Segment Start: RECORDS FOR PROCESSING

/*
 * Copyright 2007 ZXing authors
 *
 * Licensed under the Apache License, Version 2.0 (the "License");
 * you may not use this file except in compliance with the License.
 * You may obtain a copy of the License at
 *
 *      http://www.apache.org/licenses/LICENSE-2.0
 *
 * Unless required by applicable law or agreed to in writing, software
 * distributed under the License is distributed on an "AS IS" BASIS,
 * WITHOUT WARRANTIES OR CONDITIONS OF ANY KIND, either express or implied.
 * See the License for the specific language governing permissions and
 * limitations under the License.
 */

use crate::aztec::AztecReader;
use crate::common::{Binarizer, Result};
use crate::datamatrix::DataMatrixReader;
use crate::decode_hints::{dictionary_formats, dictionary_try_harder};
use crate::oned::MultiFormatOneDReader;
use crate::pdf417::Pdf417Reader;
use crate::qrcode::QrCodeReader;
use crate::reader::Reader;
use crate::{BarcodeFormat, BinaryBitmap, DecodeHints, DecodingHintDictionary, Exceptions, RXingResult};

const ONE_D_FORMATS: &[BarcodeFormat] = &[
    BarcodeFormat::UpcA,
    BarcodeFormat::UpcE,
    BarcodeFormat::Ean13,
    BarcodeFormat::Ean8,
    BarcodeFormat::Codabar,
    BarcodeFormat::Code39,
    BarcodeFormat::Code93,
    BarcodeFormat::Code128,
    BarcodeFormat::Itf,
    BarcodeFormat::Rss14,
    BarcodeFormat::RssExpanded,
];

/// The main entry point for most uses: by default it tries every format
/// this crate supports, in the order most likely to match quickly. A
/// `POSSIBLE_FORMATS` hint narrows the reader list to just those formats.
pub struct MultiFormatReader {
    hints: DecodingHintDictionary,
    readers: Vec<Box<dyn Reader>>,
}

impl MultiFormatReader {
    pub fn new(hints: &DecodeHints) -> Self {
        let mut reader = Self { hints: DecodingHintDictionary::new(), readers: Vec::new() };
        reader.set_hints(&hints.to_dictionary());
        reader
    }

    /// Rebuilds the reader list for `hints`. Subsequent `decode_with_state`
    /// calls reuse it without reallocating, which matters for continuous
    /// scanning clients.
    pub fn set_hints(&mut self, hints: &DecodingHintDictionary) {
        self.hints = hints.clone();

        let try_harder = dictionary_try_harder(hints);
        let mut readers: Vec<Box<dyn Reader>> = Vec::new();

        if let Some(formats) = dictionary_formats(hints) {
            let add_one_d_reader = formats.iter().any(|f| ONE_D_FORMATS.contains(f));
            if add_one_d_reader && !try_harder {
                readers.push(Box::new(MultiFormatOneDReader::new(hints)));
            }
            if formats.contains(&BarcodeFormat::QrCode) {
                readers.push(Box::new(QrCodeReader));
            }
            if formats.contains(&BarcodeFormat::DataMatrix) {
                readers.push(Box::new(DataMatrixReader));
            }
            if formats.contains(&BarcodeFormat::Aztec) {
                readers.push(Box::new(AztecReader));
            }
            if formats.contains(&BarcodeFormat::Pdf417) {
                readers.push(Box::new(Pdf417Reader));
            }
            if add_one_d_reader && try_harder {
                readers.push(Box::new(MultiFormatOneDReader::new(hints)));
            }
        }

        if readers.is_empty() {
            if !try_harder {
                readers.push(Box::new(MultiFormatOneDReader::new(hints)));
            }
            readers.push(Box::new(QrCodeReader));
            readers.push(Box::new(DataMatrixReader));
            readers.push(Box::new(AztecReader));
            readers.push(Box::new(Pdf417Reader));
            if try_harder {
                readers.push(Box::new(MultiFormatOneDReader::new(hints)));
            }
        }

        self.readers = readers;
    }

    /// Decodes using the reader list built by the last `set_hints` call,
    /// without rebuilding it - the fast path for repeated scans.
    pub fn decode_with_state(&mut self, image: &BinaryBitmap<dyn Binarizer>) -> Result<RXingResult> {
        if self.readers.is_empty() {
            self.set_hints(&DecodingHintDictionary::new());
        }
        self.decode_internal(image)
    }

    fn decode_internal(&mut self, image: &BinaryBitmap<dyn Binarizer>) -> Result<RXingResult> {
        for reader in self.readers.iter_mut() {
            if let Ok(result) = reader.decode_with_hints(image, &self.hints) {
                return Ok(result);
            }
        }
        Err(Exceptions::not_found_with("No barcode detected"))
    }
}

impl Reader for MultiFormatReader {
    fn decode_with_hints(&mut self, image: &BinaryBitmap<dyn Binarizer>, hints: &DecodingHintDictionary) -> Result<RXingResult> {
        self.set_hints(hints);
        self.decode_internal(image)
    }
}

Segment End: RECORDS FOR PROCESSING

→ ASSIGNMENT
Output the number of lines above holding the word "most", and nothing besides it.

→ WRITTEN RESPONSE
2